LIGO didn't take data very long, but got 2 signals in only a few months. (They're starting up again.)
From that rate, Ioka et al estimated how many mergers there have been in our galaxy so far (mostly much smaller ones, and obviously we weren't looking at the time--weren't here for most of that time). (Basically they figure that if LIGO detected really big ones at the range they did, it would have missed the many more smaller ones in the same volume, because it wasn't sensitive enough.)
When two orbiting bodies like that merge, the result has fantastic angular momentum. If you spin a bicycle wheel and grab it, you know that it "doesn't like" being stopped. Imagine if the bicycle wheel were made of lead, and spinning that fast. You might break your hand trying to stop it. Now spin it up faster, and faster. There's a lot of energy in that thing now. There's unimaginably more in the black hole you get from merging two others.

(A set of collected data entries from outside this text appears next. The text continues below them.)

//! # genotools_cli
//!
//! Part of the genotools crate family.
//!
//! Watches the Qiaxcel and Viia7 folders and processes qPCR exports from the terminal.
//!
//! ## Use
//!
//! ```bash
//! genotools_cli -p config.yml new              # write a template configuration
//! genotools_cli -p config.yml export a.txt     # process exports once and exit
//! genotools_cli -p config.yml                  # watch, and read commands from stdin
//! ```
//!
//! Type `help` while watching for the list of commands.
use clap::{Arg, ArgAction, Command};
use std::error::Error;
use std::io::BufRead;
use std::path::{Path, PathBuf};
use std::sync::mpsc::RecvTimeoutError;
use std::sync::Arc;
use std::time::Duration;

use libgenotools::command::Command as Input;
use libgenotools::config::Config;
use libgenotools::context::{help_text, load_references, AppContext, Outcome};
use libgenotools::message::Notice;
use libgenotools::watcher::{WatchMessage, WatchService};

fn make_template_config(path: &Path) -> Result<(), Box<dyn Error>> {
    let config = Config::default();
    let yaml_str = serde_yaml::to_string(&config)?;
    std::fs::write(path, yaml_str)?;
    Ok(())
}

fn init_logger() -> Result<(), spdlog::Error> {
    let file_sink = Arc::new(
        spdlog::sink::FileSink::builder()
            .path(PathBuf::from("./genotools.log"))
            .formatter(Box::new(spdlog::formatter::PatternFormatter::new(
                spdlog::formatter::pattern!(
                    "[{date_short} {time_short}] - [thread: {tid}] - [{^{level}}] - {payload}{eol}"
                ),
            )))
            .truncate(true)
            .build()?,
    );
    let logger = Arc::new(
        spdlog::Logger::builder()
            .flush_level_filter(spdlog::LevelFilter::All)
            .sink(file_sink)
            .build()?,
    );
    spdlog::set_default_logger(logger);
    Ok(())
}

/// Report an error that stops the program
fn fatal(message: &str) -> ! {
    spdlog::error!("{}", message);
    eprintln!("{message}");
    std::process::exit(1);
}

fn load_context(config_path: &Path) -> (Arc<AppContext>, std::sync::mpsc::Receiver<Notice>) {
    spdlog::info!("Loading config from {}...", config_path.display());
    let config = match Config::read_config_file(config_path) {
        Ok(c) => c,
        Err(e) => fatal(&e.to_string()),
    };
    spdlog::info!("Config successfully loaded.");
    spdlog::info!("Qiaxcel Path: {}", config.qiaxcel_path.display());
    spdlog::info!("Genotyping Path: {}", config.genotyping_path.display());
    spdlog::info!("User: {}", config.login());

    let refs = match load_references(&config) {
        Ok(r) => r,
        Err(e) => fatal(&e.to_string()),
    };
    let (tx, rx) = std::sync::mpsc::channel();
    (Arc::new(AppContext::new(config, refs, tx)), rx)
}

/// Process each export once, printing how it went
fn run_exports(ctx: &AppContext, files: Vec<PathBuf>) -> bool {
    let mut all_ok = true;
    for file in files {
        let notice = ctx.export_file(&file);
        all_ok &= !matches!(notice, Notice::ExportFailed { .. });
        println!("{}", notice.render());
    }
    all_ok
}

fn run_watch(ctx: Arc<AppContext>, notices: std::sync::mpsc::Receiver<Notice>, config_path: PathBuf) {
    // Everything shown to the user goes through one printer so lines don't interleave
    let printer = std::thread::spawn(move || {
        for notice in notices {
            println!("{}", notice.render());
        }
    });

    let (service, control) = WatchService::new(ctx.clone(), Some(config_path));
    let watcher = std::thread::spawn(move || service.run());

    ctx.notify(Notice::Info(help_text()));
    ctx.notify(Notice::AutoExport(ctx.is_auto_export()));

    // stdin blocks, so it gets its own thread and the main loop can notice the watcher stop
    let (line_tx, lines) = std::sync::mpsc::channel::<String>();
    std::thread::spawn(move || {
        for line in std::io::stdin().lock().lines() {
            let Ok(line) = line else { break };
            if line_tx.send(line).is_err() {
                break;
            }
        }
    });

    while !watcher.is_finished() {
        let line = match lines.recv_timeout(Duration::from_millis(500)) {
            Ok(line) => line,
            Err(RecvTimeoutError::Timeout) => continue,
            Err(RecvTimeoutError::Disconnected) => {
                // No more input; keep watching until the service stops on its own
                spdlog::info!("stdin closed, watching without commands");
                break;
            }
        };
        if line.trim().is_empty() {
            continue;
        }
        let command = match Input::parse(&line) {
            Ok(command) => command,
            Err(e) => {
                ctx.notify(Notice::Error(e.to_string()));
                continue;
            }
        };
        let (outcome, replies) = ctx.execute(command);
        for reply in replies {
            ctx.notify(reply);
        }
        let message = match outcome {
            Outcome::Continue => continue,
            Outcome::Restart => WatchMessage::Restart,
            Outcome::Quit => WatchMessage::Stop,
        };
        let quit = matches!(message, WatchMessage::Stop);
        if control.send(message).is_err() {
            spdlog::error!("Watch service is no longer running");
        }
        if quit {
            break;
        }
    }

    match watcher.join() {
        Ok(Ok(())) => spdlog::info!("Watcher finished"),
        Ok(Err(e)) => spdlog::error!("Watcher failed with error: {e}"),
        Err(_) => spdlog::error!("Failed to join the watch thread!"),
    }

    // Dropping the last notice sender lets the printer drain and finish
    drop(ctx);
    if printer.join().is_err() {
        spdlog::error!("Failed to join the printer thread!");
    }
}

fn main() {
    // Create a cli
    let matches = Command::new("genotools_cli")
        .about("Genotyping run notifications and qPCR export processing")
        .arg(
            Arg::new("path")
                .short('p')
                .long("path")
                .default_value("config.yml")
                .value_parser(clap::value_parser!(PathBuf))
                .help("Path to the configuration file"),
        )
        .subcommand(Command::new("new").about("Make a template configuration yaml file"))
        .subcommand(
            Command::new("export")
                .about("Process export files and exit")
                .arg(
                    Arg::new("files")
                        .required(true)
                        .action(ArgAction::Append)
                        .value_parser(clap::value_parser!(PathBuf)),
                ),
        )
        .subcommand(Command::new("watch").about("Watch the instrument folders (default)"))
        .get_matches();

    if let Err(e) = init_logger() {
        eprintln!("Could not create the log file: {e}");
    }
    spdlog::info!("Starting genotools");

    let config_path = matches
        .get_one::<PathBuf>("path")
        .cloned()
        .unwrap_or_else(|| PathBuf::from("config.yml"));

    match matches.subcommand() {
        Some(("new", _)) => {
            spdlog::info!("Making a template config at {}...", config_path.display());
            if let Err(e) = make_template_config(&config_path) {
                fatal(&format!("Could not write the template config: {e}"));
            }
            println!("Template config written to {}", config_path.display());
        }
        Some(("export", args)) => {
            let files: Vec<PathBuf> = args
                .get_many::<PathBuf>("files")
                .map(|files| files.cloned().collect())
                .unwrap_or_default();
            let (ctx, _notices) = load_context(&config_path);
            if !run_exports(&ctx, files) {
                std::process::exit(1);
            }
        }
        _ => {
            let (ctx, notices) = load_context(&config_path);
            run_watch(ctx, notices, config_path);
        }
    }
    spdlog::info!("Done.");
}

The first direct detections of gravitational waves (GWs) from black hole (BH) mergers, GW150914, GW151226 and LVT151012, give a robust lower limit ∼70000 on the number of merged, highly-spinning BHs in our Galaxy. The total spin energy is comparable to all the kinetic energy of supernovae that ever happened in our Galaxy.

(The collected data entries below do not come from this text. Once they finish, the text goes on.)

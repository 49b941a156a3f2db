use serde::{Deserialize, Serialize};
use std::path::{Path, PathBuf};
use std::time::Duration;
use time::macros::format_description;
use time::PrimitiveDateTime;

use super::constants::{DEFAULT_KNOWN_USERS, MIN_EDS_SIZE_BYTES};
use super::error::ConfigError;

/// How often a transiently failing export is attempted, and the pause between attempts
#[derive(Debug, Clone, PartialEq, Eq, Serialize, Deserialize)]
pub struct RetryPolicy {
    pub max_attempts: u32,
    pub delay_ms: u64,
}

impl Default for RetryPolicy {
    fn default() -> Self {
        Self {
            max_attempts: 2,
            delay_ms: 4000,
        }
    }
}

impl RetryPolicy {
    pub fn delay(&self) -> Duration {
        Duration::from_millis(self.delay_ms)
    }
}

/// A maintenance window during which running instances shut themselves down,
/// so that the shared install can be replaced. Times are `dd.mm.YYYY HH:MM`.
#[derive(Debug, Clone, PartialEq, Eq, Serialize, Deserialize)]
pub struct UpdateWindow {
    pub start: String,
    pub end: String,
}

impl UpdateWindow {
    fn parse_time(value: &str) -> Result<PrimitiveDateTime, ConfigError> {
        let format = format_description!("[day].[month].[year] [hour]:[minute]");
        PrimitiveDateTime::parse(value.trim(), &format)
            .map_err(|_| ConfigError::BadUpdateWindow(value.to_string()))
    }

    /// Is `now` strictly inside the window
    pub fn contains(&self, now: PrimitiveDateTime) -> Result<bool, ConfigError> {
        let start = Self::parse_time(&self.start)?;
        let end = Self::parse_time(&self.end)?;
        Ok(start < now && now < end)
    }
}

/// Structure representing the application configuration. Contains pathing and watch tuning.
/// Configs are seralizable and deserializable to YAML using serde and serde_yaml
#[derive(Debug, Clone, Serialize, Deserialize)]
pub struct Config {
    pub assay_table_path: PathBuf,
    pub formula_workbook_path: PathBuf,
    pub qiaxcel_path: PathBuf,
    pub genotyping_path: PathBuf,
    pub user: Option<String>,
    pub known_users: Vec<String>,
    pub auto_export: bool,
    pub recursive: bool,
    pub eds_debounce_ms: u64,
    pub export_debounce_ms: u64,
    pub min_eds_size_bytes: u64,
    pub reconnect_interval_secs: u64,
    pub tick_interval_secs: u64,
    pub retry: RetryPolicy,
    pub update_window: Option<UpdateWindow>,
}

impl Default for Config {
    /// Generate a new Config object. Paths will be empty/invalid
    fn default() -> Self {
        Self {
            assay_table_path: PathBuf::from("None"),
            formula_workbook_path: PathBuf::from("None"),
            qiaxcel_path: PathBuf::from("None"),
            genotyping_path: PathBuf::from("None"),
            user: None,
            known_users: DEFAULT_KNOWN_USERS.iter().map(|u| u.to_string()).collect(),
            auto_export: true,
            recursive: false,
            eds_debounce_ms: 1000,
            export_debounce_ms: 300,
            min_eds_size_bytes: MIN_EDS_SIZE_BYTES,
            reconnect_interval_secs: 10,
            tick_interval_secs: 30,
            retry: RetryPolicy::default(),
            update_window: None,
        }
    }
}

impl Config {
    /// Read the configuration in a YAML file
    /// Returns a Config if successful
    pub fn read_config_file(config_path: &Path) -> Result<Self, ConfigError> {
        if !config_path.exists() {
            return Err(ConfigError::BadFilePath(config_path.to_path_buf()));
        }

        let yaml_str = std::fs::read_to_string(config_path)?;

        Ok(serde_yaml::from_str::<Self>(&yaml_str)?)
    }

    /// The login whose files get distinguished notifications, lower-cased.
    ///
    /// Falls back to the USERNAME (Windows) or USER environment variable.
    pub fn login(&self) -> String {
        self.user
            .clone()
            .or_else(|| std::env::var("USERNAME").ok())
            .or_else(|| std::env::var("USER").ok())
            .unwrap_or_default()
            .to_lowercase()
    }

    /// Username tokens that may appear in export file names, including our own login
    pub fn user_tokens(&self) -> Vec<String> {
        let mut users: Vec<String> = self.known_users.iter().map(|u| u.to_lowercase()).collect();
        let login = self.login();
        if !login.is_empty() && !users.contains(&login) {
            users.push(login);
        }
        users
    }

    pub fn eds_debounce(&self) -> Duration {
        Duration::from_millis(self.eds_debounce_ms)
    }

    pub fn export_debounce(&self) -> Duration {
        Duration::from_millis(self.export_debounce_ms)
    }

    pub fn reconnect_interval(&self) -> Duration {
        Duration::from_secs(self.reconnect_interval_secs)
    }

    pub fn tick_interval(&self) -> Duration {
        Duration::from_secs(self.tick_interval_secs.max(1))
    }
}

#[cfg(test)]
mod tests {
    use super::*;
    use time::macros::datetime;

    #[test]
    fn test_yaml_round_trip_keeps_defaults() {
        let yaml = serde_yaml::to_string(&Config::default()).unwrap();
        let config: Config = serde_yaml::from_str(&yaml).unwrap();
        assert_eq!(config.retry, RetryPolicy::default());
        assert_eq!(config.min_eds_size_bytes, 1_300_000);
        assert_eq!(config.known_users.len(), 7);
    }

    #[test]
    fn test_missing_config_file() {
        let result = Config::read_config_file(Path::new("/definitely/not/here.yml"));
        assert!(matches!(result, Err(ConfigError::BadFilePath(_))));
    }

    #[test]
    fn test_login_is_lower_case_and_joins_user_tokens() {
        let config = Config {
            user: Some(String::from("AB12")),
            ..Default::default()
        };
        assert_eq!(config.login(), "ab12");
        let tokens = config.user_tokens();
        assert!(tokens.contains(&String::from("ab12")));
        assert!(tokens.contains(&String::from("jb40")));
    }

    #[test]
    fn test_update_window() {
        let window = UpdateWindow {
            start: String::from("01.08.2019 18:00"),
            end: String::from("02.08.2019 08:30"),
        };
        assert!(window.contains(datetime!(2019-08-01 23:15)).unwrap());
        assert!(!window.contains(datetime!(2019-08-02 08:30)).unwrap());

        let broken = UpdateWindow {
            start: String::from("tomorrow"),
            end: String::from("02.08.2019 08:30"),
        };
        assert!(broken.contains(datetime!(2019-08-01 23:15)).is_err());
    }
}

They go on to estimate what kind of activity you can get from interstellar gas falling into these things, which is of interest to people trying to study cosmic rays (like IceCube).

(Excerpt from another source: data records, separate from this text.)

use std::fmt::Display;
use std::sync::atomic::{AtomicBool, Ordering};
use std::sync::{Mutex, MutexGuard, PoisonError};

use super::constants::{ALWAYS_NOTIFY_COUNT, MAX_ARMED_COUNT};
use super::message::{render, Notice, Style};

/// The instruments whose runs we announce
#[derive(Debug, Clone, Copy, PartialEq, Eq, Hash)]
pub enum Instrument {
    Qiaxcel,
    Viia7,
}

impl Instrument {
    pub fn name(&self) -> &'static str {
        match self {
            Self::Qiaxcel => "Qiaxcel",
            Self::Viia7 => "Viia7",
        }
    }

    /// The instrument name in its console colour
    pub fn render(&self) -> String {
        let style = match self {
            Self::Qiaxcel => Style::Qiaxcel,
            Self::Viia7 => Style::Viia7,
        };
        render(self.name(), style)
    }
}

impl Display for Instrument {
    fn fmt(&self, f: &mut std::fmt::Formatter<'_>) -> std::fmt::Result {
        write!(f, "{}", self.name())
    }
}

/// When to notify about the runs of one instrument.
///
/// A count of n in 1..=9 means "notify on the nth run from now", anything above means
/// "notify on every run", and 0 means off.
#[derive(Debug, Clone, PartialEq, Eq)]
pub struct NotificationCounter {
    count: u32,
    show: bool,
}

impl Default for NotificationCounter {
    fn default() -> Self {
        Self {
            count: 0,
            show: true,
        }
    }
}

impl NotificationCounter {
    pub fn count(&self) -> u32 {
        self.count
    }

    pub fn show(&self) -> bool {
        self.show
    }

    /// Setting 0 toggles between off and "always"
    pub fn set_count(&mut self, value: u32) {
        self.count = match value {
            0 if self.count > 0 => 0,
            0 => ALWAYS_NOTIFY_COUNT,
            n => n,
        };
    }

    pub fn set_show(&mut self, show: bool) {
        self.show = show;
    }

    pub fn toggle_show(&mut self) {
        self.show = !self.show;
    }

    fn step(&mut self) {
        self.count = self.count.saturating_sub(1);
    }
}

/// Per-instrument counters plus the "only my runs" switch, shared between the watch
/// thread and the command thread.
#[derive(Debug)]
pub struct Notifier {
    login: String,
    qiaxcel: Mutex<NotificationCounter>,
    viia7: Mutex<NotificationCounter>,
    user_only: AtomicBool,
}

impl Notifier {
    pub fn new(login: &str) -> Self {
        Self {
            login: login.to_lowercase(),
            qiaxcel: Mutex::new(NotificationCounter::default()),
            viia7: Mutex::new(NotificationCounter::default()),
            user_only: AtomicBool::new(false),
        }
    }

    /// A poisoned counter is still a valid counter
    fn counter(&self, instrument: Instrument) -> MutexGuard<'_, NotificationCounter> {
        let counter = match instrument {
            Instrument::Qiaxcel => &self.qiaxcel,
            Instrument::Viia7 => &self.viia7,
        };
        counter.lock().unwrap_or_else(PoisonError::into_inner)
    }

    pub fn snapshot(&self, instrument: Instrument) -> NotificationCounter {
        self.counter(instrument).clone()
    }

    pub fn set_count(&self, instrument: Instrument, value: u32) -> Notice {
        let mut counter = self.counter(instrument);
        counter.set_count(value);
        Notice::CounterSetting {
            instrument,
            count: counter.count(),
        }
    }

    pub fn toggle_show(&self, instrument: Instrument) -> Notice {
        let mut counter = self.counter(instrument);
        counter.toggle_show();
        Notice::ShowSetting {
            instrument,
            show: counter.show(),
        }
    }

    pub fn set_show(&self, instrument: Instrument, show: bool) -> Notice {
        self.counter(instrument).set_show(show);
        Notice::ShowSetting { instrument, show }
    }

    /// Show both instruments and leave user-only mode
    pub fn show_all(&self) -> Notice {
        self.set_show(Instrument::Qiaxcel, true);
        self.set_show(Instrument::Viia7, true);
        self.set_user_only(false)
    }

    pub fn set_user_only(&self, user_only: bool) -> Notice {
        self.user_only.store(user_only, Ordering::SeqCst);
        Notice::UserOnly(user_only)
    }

    pub fn toggle_user_only(&self) -> Notice {
        let user_only = !self.user_only.fetch_xor(true, Ordering::SeqCst);
        Notice::UserOnly(user_only)
    }

    pub fn is_user_only(&self) -> bool {
        self.user_only.load(Ordering::SeqCst)
    }

    /// Decide what to say about a finished run and count it down.
    ///
    /// `path` is the full path of the run file, `file` its display name.
    pub fn on_run_finished(&self, instrument: Instrument, path: &str, file: &str) -> Vec<Notice> {
        let mut counter = self.counter(instrument);
        let count = counter.count();
        let mine = !self.login.is_empty() && path.to_lowercase().contains(&self.login);

        let mut notices = Vec::new();
        if mine || count == 1 || count > MAX_ARMED_COUNT {
            notices.push(Notice::RunFinished {
                instrument,
                file: file.to_string(),
                distinguished: true,
            });
        } else if !self.is_user_only() && counter.show() {
            notices.push(Notice::RunFinished {
                instrument,
                file: file.to_string(),
                distinguished: false,
            });
        }
        if count == 1 {
            notices.push(Notice::NoLongerNotifying(instrument));
        }
        counter.step();
        spdlog::debug!("{} run {} finished, counter now {}", instrument, file, counter.count());
        notices
    }
}

#[cfg(test)]
mod tests {
    use super::*;

    fn distinguished(notices: &[Notice]) -> Option<bool> {
        notices.iter().find_map(|n| match n {
            Notice::RunFinished { distinguished, .. } => Some(*distinguished),
            _ => None,
        })
    }

    #[test]
    fn test_set_count_toggles_on_zero() {
        let mut counter = NotificationCounter::default();
        counter.set_count(0);
        assert_eq!(counter.count(), ALWAYS_NOTIFY_COUNT);
        counter.set_count(0);
        assert_eq!(counter.count(), 0);
        counter.set_count(4);
        assert_eq!(counter.count(), 4);
        counter.set_count(0);
        assert_eq!(counter.count(), 0);
    }

    #[test]
    fn test_counter_never_negative() {
        let notifier = Notifier::new("jb40");
        for _ in 0..3 {
            notifier.on_run_finished(Instrument::Qiaxcel, "/q/run.xdrx", "run");
        }
        assert_eq!(notifier.snapshot(Instrument::Qiaxcel).count(), 0);
    }

    #[test]
    fn test_notify_on_third_run() {
        let notifier = Notifier::new("jb40");
        notifier.set_count(Instrument::Viia7, 3);

        let first = notifier.on_run_finished(Instrument::Viia7, "/v/a.eds", "a");
        assert_eq!(distinguished(&first), Some(false));
        let second = notifier.on_run_finished(Instrument::Viia7, "/v/b.eds", "b");
        assert_eq!(distinguished(&second), Some(false));

        let third = notifier.on_run_finished(Instrument::Viia7, "/v/c.eds", "c");
        assert_eq!(distinguished(&third), Some(true));
        assert_eq!(third.last(), Some(&Notice::NoLongerNotifying(Instrument::Viia7)));
        assert_eq!(notifier.snapshot(Instrument::Viia7).count(), 0);
        // Qiaxcel is untouched
        assert_eq!(notifier.snapshot(Instrument::Qiaxcel).count(), 0);
    }

    #[test]
    fn test_own_runs_always_distinguished() {
        let notifier = Notifier::new("JB40");
        notifier.toggle_user_only();
        notifier.toggle_show(Instrument::Viia7);
        let notices = notifier.on_run_finished(Instrument::Viia7, "/v/PMG_JB40.eds", "PMG_JB40");
        assert_eq!(distinguished(&notices), Some(true));
    }

    #[test]
    fn test_hidden_and_user_only_suppress() {
        let notifier = Notifier::new("jb40");
        notifier.toggle_show(Instrument::Qiaxcel);
        assert!(notifier
            .on_run_finished(Instrument::Qiaxcel, "/q/x.xdrx", "x")
            .is_empty());
        // Viia7 still shows
        assert_eq!(
            distinguished(&notifier.on_run_finished(Instrument::Viia7, "/v/x.eds", "x")),
            Some(false)
        );

        assert_eq!(notifier.toggle_user_only(), Notice::UserOnly(true));
        assert!(notifier.on_run_finished(Instrument::Viia7, "/v/y.eds", "y").is_empty());

        notifier.show_all();
        assert!(!notifier.is_user_only());
        assert!(notifier.snapshot(Instrument::Qiaxcel).show());
    }

    #[test]
    fn test_setters_are_idempotent() {
        let notifier = Notifier::new("jb40");
        for _ in 0..2 {
            assert_eq!(
                notifier.set_show(Instrument::Viia7, false),
                Notice::ShowSetting {
                    instrument: Instrument::Viia7,
                    show: false
                }
            );
            assert_eq!(notifier.set_user_only(true), Notice::UserOnly(true));
        }
        assert!(!notifier.snapshot(Instrument::Viia7).show());
        assert!(notifier.is_user_only());
    }

    #[test]
    fn test_always_mode_stays_distinguished() {
        let notifier = Notifier::new("");
        notifier.set_count(Instrument::Qiaxcel, 0);
        for _ in 0..5 {
            let notices = notifier.on_run_finished(Instrument::Qiaxcel, "/q/x.xdrx", "x");
            assert_eq!(distinguished(&notices), Some(true));
            assert_eq!(notices.len(), 1);
        }
        assert_eq!(notifier.snapshot(Instrument::Qiaxcel).count(), ALWAYS_NOTIFY_COUNT - 5);
    }
}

Let me emphasize that most of these black holes aren't very big--only a few solar masses. Still, 70,000 merged black holes in our galaxy--wow.
Of course there are some assumptions that go into that--like assuming that the rate of black hole merger is essentially constant in time. I'm not sure that's realistic. And they may have the distribution of the rate of production of different size black holes wrong. But nobody found any showstopper problems with it at the meeting today.